224. Antes do dilúvio


“Constrói para ti uma arca de madeira resinosa...
E Noé executou tudo conforme Deus lhe tinha ordenado” (Gn6,14.22)
“Quando o amor vos chamar, segui-o,
Embora seus caminhos sejam agrestes e escarpados;
E quando ele vos envolver com suas asas, cedei-lhe,
Embora a espada oculta na sua plumagem possa ferir-vos;
E quando ele vos falar, acreditai nele,
Embora sua voz possa despedaçar vossos sonhos
Como o vento devasta o jardim”.
(Khalil Gibran).
Quando a covid-19 começou a dar a cara no Brasil, minha afilhada e médica infectologista me disse: “Estamos como Noé, madrinha, recebendo o aviso do dilúvio. Temos alguns dias, talvez um mês, antes que o pior aconteça. Precisamos ler os sinais para evitar o caos total. O dilúvio virá, isso é certo. Resta saber se vamos conseguir nos organizar para construir uma arca protetora”. A metáfora é boa. Fiquei meditativa depois de ouvir essas palavras. Percebi que minha afilhada traduziu bem a realidade.
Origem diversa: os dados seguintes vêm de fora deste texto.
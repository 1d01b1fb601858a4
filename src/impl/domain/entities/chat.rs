use std::fmt;

#[derive(Debug, Clone, Copy, PartialEq, Eq, Hash)]
pub struct ChatId(pub i64);

#[derive(Debug, Clone, Copy, PartialEq, Eq, Hash)]
pub struct MessageId(pub i64);

#[derive(Debug, Clone, Copy, PartialEq, Eq, Hash)]
pub struct UserId(pub i64);

/// A text message delivered by the chat transport.
///
/// Channel posts carry no sender, so `sender_id` is optional.
#[derive(Debug, Clone)]
pub struct InboundMessage {
    pub chat_id: ChatId,
    pub chat_title: Option<String>,
    pub message_id: MessageId,
    pub sender_id: Option<UserId>,
    pub text: String,
}

// --

impl fmt::Display for ChatId {
    fn fmt(&self, f: &mut fmt::Formatter<'_>) -> fmt::Result {
        write!(f, "{}", self.0)
    }
}

impl fmt::Display for MessageId {
    fn fmt(&self, f: &mut fmt::Formatter<'_>) -> fmt::Result {
        write!(f, "{}", self.0)
    }
}

impl fmt::Display for UserId {
    fn fmt(&self, f: &mut fmt::Formatter<'_>) -> fmt::Result {
        write!(f, "{}", self.0)
    }
}

impl InboundMessage {
    pub fn new(chat_id: ChatId, message_id: MessageId, text: impl Into<String>) -> Self {
        Self {
            chat_id,
            chat_title: None,
            message_id,
            sender_id: None,
            text: text.into(),
        }
    }

    pub fn with_sender(mut self, sender_id: UserId) -> Self {
        self.sender_id = Some(sender_id);
        self
    }

    pub fn with_chat_title(mut self, title: impl Into<String>) -> Self {
        self.chat_title = Some(title.into());
        self
    }
}
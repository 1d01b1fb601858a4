use std::sync::Mutex;

use async_trait::async_trait;
use fractic_server_error::ServerError;

use crate::{
    entities::{ChatId, ReportSink},
    errors::DeliveryFailure,
};

/// Sink that keeps every message in memory instead of delivering it. Useful
/// for dry runs and tests; `failing()` builds one that rejects everything.
#[derive(Debug, Default)]
pub struct RecordingSink {
    sent: Mutex<Vec<(ChatId, String)>>,
    fail: bool,
}

impl RecordingSink {
    pub fn new() -> Self {
        Self::default()
    }

    pub fn failing() -> Self {
        Self {
            sent: Mutex::new(Vec::new()),
            fail: true,
        }
    }

    pub fn sent(&self) -> Vec<(ChatId, String)> {
        self.sent
            .lock()
            .unwrap_or_else(|poisoned| poisoned.into_inner())
            .clone()
    }

    pub fn sent_to(&self, chat_id: ChatId) -> Vec<String> {
        self.sent()
            .into_iter()
            .filter(|(c, _)| *c == chat_id)
            .map(|(_, text)| text)
            .collect()
    }
}

#[async_trait]
impl ReportSink for RecordingSink {
    async fn send(&self, chat_id: ChatId, text: &str) -> Result<(), ServerError> {
        if self.fail {
            return Err(DeliveryFailure::new(chat_id.0));
        }
        self.sent
            .lock()
            .unwrap_or_else(|poisoned| poisoned.into_inner())
            .push((chat_id, text.to_string()));
        Ok(())
    }
}
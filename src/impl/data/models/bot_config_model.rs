use std::collections::HashSet;

use chrono::NaiveTime;
use fractic_server_error::ServerError;
use iso_currency::Currency;

use crate::{
    entities::{BotConfig, ChatId, UserId, DEFAULT_CURRENCIES},
    errors::InvalidConfig,
};

/// On-disk (RON) shape of the configuration.
#[derive(Debug, serde_derive::Deserialize)]
pub(crate) struct BotConfigModel {
    main_chat_id: i64,
    summary_chat_id: i64,
    #[serde(default)]
    admin_user_ids: Vec<i64>,
    #[serde(default = "default_currency_codes")]
    currencies: Vec<String>,
    database_path: String,
    #[serde(default)]
    daily_summary_at: Option<String>,
    #[serde(default)]
    bot_username: Option<String>,
}

fn default_currency_codes() -> Vec<String> {
    DEFAULT_CURRENCIES
        .iter()
        .map(|c| c.code().to_string())
        .collect()
}

impl BotConfigModel {
    pub(crate) fn into_config(self) -> Result<BotConfig, ServerError> {
        if self.currencies.is_empty() {
            return Err(InvalidConfig::new("at least one currency must be accepted"));
        }
        let mut currencies: Vec<Currency> = Vec::with_capacity(self.currencies.len());
        for code in &self.currencies {
            let currency = Currency::from_code(code.trim()).ok_or_else(|| {
                InvalidConfig::new(&format!("unknown currency code '{}'", code))
            })?;
            if !currencies.contains(&currency) {
                currencies.push(currency);
            }
        }

        if self.database_path.trim().is_empty() {
            return Err(InvalidConfig::new("database_path must not be empty"));
        }

        let daily_summary_at = self
            .daily_summary_at
            .as_deref()
            .map(|s| {
                NaiveTime::parse_from_str(s.trim(), "%H:%M").map_err(|e| {
                    InvalidConfig::with_debug(
                        &format!("daily_summary_at '{}' is not HH:MM", s),
                        &e,
                    )
                })
            })
            .transpose()?;

        Ok(BotConfig {
            main_chat_id: ChatId(self.main_chat_id),
            summary_chat_id: ChatId(self.summary_chat_id),
            admin_user_ids: self.admin_user_ids.into_iter().map(UserId).collect::<HashSet<_>>(),
            currencies,
            database_path: self.database_path.into(),
            daily_summary_at,
            bot_username: self
                .bot_username
                .map(|u| u.trim().trim_start_matches('@').to_string())
                .filter(|u| !u.is_empty()),
        })
    }
}
use std::str::FromStr;

use fractic_server_error::ServerError;

use crate::errors::InvalidPaymentAmount;

#[derive(Debug)]
pub(crate) struct PaymentAmountModel(pub f64);
impl FromStr for PaymentAmountModel {
    type Err = ServerError;
    fn from_str(s: &str) -> Result<Self, Self::Err> {
        // Thousands separators are dropped, the decimal fraction is kept.
        let raw = s.trim().replace(',', "");
        let amount = raw
            .parse::<f64>()
            .map_err(|e| InvalidPaymentAmount::with_debug(s, &e))?;
        if !amount.is_finite() || amount < 0.0 {
            return Err(InvalidPaymentAmount::new(s));
        }
        Ok(PaymentAmountModel(amount))
    }
}

impl Into<f64> for PaymentAmountModel {
    fn into(self) -> f64 {
        self.0
    }
}
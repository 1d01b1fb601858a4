use std::sync::Arc;

use fractic_server_error::ServerError;
use tokio::task::JoinHandle;
use tracing::info;

use crate::{
    data::{
        datasources::bot_config_ron_datasource::{
            BotConfigDatasource as _, BotConfigRonDatasourceImpl,
        },
        repositories::payments_repository_impl::PaymentsRepositoryImpl,
    },
    domain::{
        logic::payment_text_parser::PaymentTextParser,
        repositories::payments_repository::PaymentsRepository as _,
        usecases::{
            clear_payments_usecase::ClearPaymentsUsecaseImpl,
            ingest_payment_usecase::IngestPaymentUsecaseImpl,
            summarize_payments_usecase::SummarizePaymentsUsecaseImpl,
        },
    },
    entities::{
        BotConfig, Clock, InboundMessage, PaymentRecord, QueryPeriod, ReportSink, SystemClock,
    },
    impl_ext::scheduler::daily_summary::spawn_daily_summary,
    presentation::{
        admin_handler::AdminHandler, command::Command, command_handler::CommandHandler,
        ingestion_handler::IngestionHandler, report_handler::ReportHandler,
    },
};

/// Wires the payment store, parser and handlers behind a single entry point
/// for the chat transport.
pub struct PaymentSummaryBot {
    config: BotConfig,
    ingestion_handler: IngestionHandler,
    command_handler: CommandHandler,
    report_handler: Arc<ReportHandler>,
    clock: Arc<dyn Clock>,
}

impl PaymentSummaryBot {
    pub fn new(config: BotConfig, sink: Arc<dyn ReportSink>) -> Result<Self, ServerError> {
        Self::with_clock(config, sink, Arc::new(SystemClock))
    }

    pub fn with_clock(
        config: BotConfig,
        sink: Arc<dyn ReportSink>,
        clock: Arc<dyn Clock>,
    ) -> Result<Self, ServerError> {
        let payments_repository = Arc::new(PaymentsRepositoryImpl::open(&config.database_path)?);
        info!(
            database_path = %config.database_path.display(),
            stored_payments = payments_repository.count()?,
            "payment store opened"
        );

        let ingestion_handler = IngestionHandler::new(
            config.main_chat_id,
            Arc::new(IngestPaymentUsecaseImpl::new(
                payments_repository.clone(),
                PaymentTextParser::new(&config.currencies),
            )),
        );
        let report_handler = Arc::new(ReportHandler::new(
            config.summary_chat_id,
            Arc::new(SummarizePaymentsUsecaseImpl::new(payments_repository.clone())),
            sink.clone(),
        ));
        let admin_handler = AdminHandler::new(
            config.admin_user_ids.clone(),
            config.summary_chat_id,
            Arc::new(ClearPaymentsUsecaseImpl::new(payments_repository)),
            sink.clone(),
        );
        let command_handler = CommandHandler::new(
            report_handler.clone(),
            admin_handler,
            sink,
            clock.clone(),
            config.bot_username.clone(),
        );

        Ok(Self {
            config,
            ingestion_handler,
            command_handler,
            report_handler,
            clock,
        })
    }

    pub fn from_config_string(s: &str, sink: Arc<dyn ReportSink>) -> Result<Self, ServerError> {
        Self::new(BotConfigRonDatasourceImpl::new().from_string(s)?, sink)
    }

    pub fn from_config_file<P>(path: P, sink: Arc<dyn ReportSink>) -> Result<Self, ServerError>
    where
        P: AsRef<std::path::Path>,
    {
        Self::new(BotConfigRonDatasourceImpl::new().from_file(path)?, sink)
    }

    pub fn config(&self) -> &BotConfig {
        &self.config
    }

    /// Handles one inbound message: commands are routed to the command
    /// handler, anything else is treated as a potential payment notification.
    /// Returns the stored record when the message was a payment.
    pub async fn on_message(
        &self,
        message: &InboundMessage,
    ) -> Result<Option<PaymentRecord>, ServerError> {
        if Command::is_command(&message.text) {
            self.command_handler.handle(message).await?;
            return Ok(None);
        }
        self.ingestion_handler.handle(message).await
    }

    /// Computes the summary for `period` and publishes it to the summary chat.
    /// Returns the published text.
    pub async fn publish_summary(&self, period: &QueryPeriod) -> Result<String, ServerError> {
        self.report_handler.publish(period).await
    }

    /// Starts the daily summary task if `daily_summary_at` is configured.
    /// Must be called from within a tokio runtime.
    pub fn spawn_daily_summary(&self) -> Option<JoinHandle<()>> {
        self.config.daily_summary_at.map(|at| {
            spawn_daily_summary(self.report_handler.clone(), self.clock.clone(), at)
        })
    }
}
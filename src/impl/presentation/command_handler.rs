use std::sync::Arc;

use fractic_server_error::ServerError;
use tracing::debug;

use crate::{
    entities::{Clock, InboundMessage, ReportSink},
    presentation::{
        admin_handler::AdminHandler,
        command::Command,
        report_handler::{ReportHandler, ReportOutcome},
        utils::deliver,
    },
};

const START_TEXT: &str = "Hello! I record payment notifications and publish summaries.\n\
/chatid - show this chat's ID\n\
/summary [YYYY-MM-DD] - daily summary (default: today)\n\
/month [YYYY-MM] - monthly summary (default: this month)";

/// Routes chat commands. Replies meant for the invoker (greeting, chat id,
/// usage messages) go back to the invoking chat; reports and administrative
/// notices go to the summary chat.
pub(crate) struct CommandHandler {
    reports: Arc<ReportHandler>,
    admin: AdminHandler,
    sink: Arc<dyn ReportSink>,
    clock: Arc<dyn Clock>,
    bot_username: Option<String>,
}

impl CommandHandler {
    pub(crate) fn new(
        reports: Arc<ReportHandler>,
        admin: AdminHandler,
        sink: Arc<dyn ReportSink>,
        clock: Arc<dyn Clock>,
        bot_username: Option<String>,
    ) -> Self {
        Self {
            reports,
            admin,
            sink,
            clock,
            bot_username,
        }
    }

    /// Returns `false` if the text is not a known command for this bot.
    pub(crate) async fn handle(&self, message: &InboundMessage) -> Result<bool, ServerError> {
        let Some(command) = Command::parse(&message.text, self.bot_username.as_deref()) else {
            debug!(chat_id = message.chat_id.0, "ignoring unknown or foreign command");
            return Ok(false);
        };
        debug!(chat_id = message.chat_id.0, command = ?command, "handling command");
        match command {
            Command::Start => self.reply(message, START_TEXT).await,
            Command::ChatId => {
                let text = format!(
                    "Chat ID: {}\nTitle: {}",
                    message.chat_id,
                    message.chat_title.as_deref().unwrap_or("Private chat")
                );
                self.reply(message, &text).await;
            }
            Command::Summary(arg) => {
                let outcome = self.reports.daily(arg.as_deref(), self.clock.today()).await?;
                self.reply_usage(message, outcome).await;
            }
            Command::Month(arg) => {
                let outcome = self
                    .reports
                    .monthly(arg.as_deref(), self.clock.today())
                    .await?;
                self.reply_usage(message, outcome).await;
            }
            Command::Clear => {
                self.admin.clear_all(message.sender_id).await?;
            }
        }
        Ok(true)
    }

    async fn reply(&self, message: &InboundMessage, text: &str) {
        deliver(self.sink.as_ref(), message.chat_id, text).await;
    }

    async fn reply_usage(&self, message: &InboundMessage, outcome: ReportOutcome) {
        if let ReportOutcome::Usage(usage) = outcome {
            self.reply(message, usage).await;
        }
    }
}
use chrono::NaiveDate;
use fractic_server_error::ServerError;

use crate::entities::{NewPaymentRecord, PaymentRecord, QueryPeriod};

/// Durable, append-only collection of payment records.
pub(crate) trait PaymentsRepository: Send + Sync {
    fn append(&self, record: NewPaymentRecord) -> Result<PaymentRecord, ServerError>;

    /// Records paid on `day`, at any time of day.
    fn query_by_date(&self, day: NaiveDate) -> Result<Vec<PaymentRecord>, ServerError> {
        self.query_period(&QueryPeriod::Day(day))
    }

    /// Records paid on any day of the given calendar month.
    fn query_by_month(&self, year: i32, month: u32) -> Result<Vec<PaymentRecord>, ServerError> {
        self.query_period(&QueryPeriod::Month { year, month })
    }

    fn query_period(&self, period: &QueryPeriod) -> Result<Vec<PaymentRecord>, ServerError>;

    /// Irreversibly removes every record. Returns how many were removed.
    fn clear_all(&self) -> Result<usize, ServerError>;

    fn count(&self) -> Result<u64, ServerError>;
}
As primeiras confirmações da doença foram feitas e a experiência da covid-19 em outros países poderia ter nos ensinado alguma coisa. Deveria ter nos advertido para os reais perigos da doença, de forma que pudéssemos evitar cenas de UTIs lotadas, de caixões enfileirados e de pessoas desesperadas por todo lado.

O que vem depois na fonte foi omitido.